Zhang Jian, 42, a key leader of a transnational criminal organization that manufactured fentanyl and fentanyl analogues from at least four known labs in China, advertised illicit drugs on the Internet to customers in the United States and Canada, according to the U.S. Drug Enforcement Administration (DEA).

The drugs are alleged to have caused the overdose deaths of four individuals in North Carolina, New Jersey, North Dakota, and Oregon in 2014 and 2015, according to a 2017 federal indictment (pdf). During the two years, five individuals in North Carolina and Oregon sustained serious bodily injuries.

Zhang’s organization began to operate in about January 2013, prosecutors said. Since that time, it allegedly sent thousands of orders of fentanyl, fentanyl analogues, and other illicit drugs, as well as pill presses, stamps, or dies used to shape drugs into pills.
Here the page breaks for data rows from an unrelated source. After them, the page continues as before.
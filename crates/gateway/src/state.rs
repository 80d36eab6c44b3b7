use std::sync::atomic::{AtomicU64, Ordering};
use std::sync::Arc;

use tokio::sync::mpsc;

use sn_domain::config::Config;
use sn_sessions::ConnectionId;

use crate::terminals::LoopEvent;

/// Shared state handed to every WebSocket handler.
///
/// Sessions are not here: they belong to the session loop, reachable only
/// through `events`.
#[derive(Clone)]
pub struct AppState {
    pub config: Arc<Config>,
    /// Inbox of the session loop.
    pub events: mpsc::Sender<LoopEvent>,
    next_connection: Arc<AtomicU64>,
}

impl AppState {
    pub fn new(config: Arc<Config>, events: mpsc::Sender<LoopEvent>) -> Self {
        Self {
            config,
            events,
            next_connection: Arc::new(AtomicU64::new(1)),
        }
    }

    pub fn next_connection_id(&self) -> ConnectionId {
        ConnectionId(self.next_connection.fetch_add(1, Ordering::Relaxed))
    }
}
These items were shipped out through the mail or international parcel delivery services.

Zhang, also known as “Hong Kong Zaron,” was indicted with conspiracy to distribute fentanyl and fentanyl analogues and other related counts in 2017. He faced additional charges including international money laundering conspiracy in a 2018 superseding indictment (pdf).

In April 2018, the U.S. Treasury Department froze Zhang’s U.S. assets and sanctioned his biotechnology company Zaron Bio-Tech (Asia) Limited. The company, which was registered in Hong Kong but operated in China, was allegedly used by Zhang to “facilitate the unlawful importation of fentanyl and other controlled substances into the United States.”

The $5-million bounty, offered by the State Department’s Transnational Organized Crimes Rewards Program, seeks information that will lead to Zhang’s location, arrest, or conviction, said State Department spokesperson Ned Price in a statement released on Aug. 30. To date, the State Department has paid more than $135 million in rewards.

“We hope that this reward will encourage those with valuable information to contact DEA to bring Mr. Zhang to justice,” said La Verne Hibbert, acting special agent in charge at DEA Miami Field Division, according to a statement.

Zhang’s case underscores America’s drug epidemic. According to data from the U.S. Centers for Disease Control and Prevention (CDC), about 93,331 American residents died from a drug overdose in 2020, with 69,170 of them involving synthetic opioids, primarily fentanyl.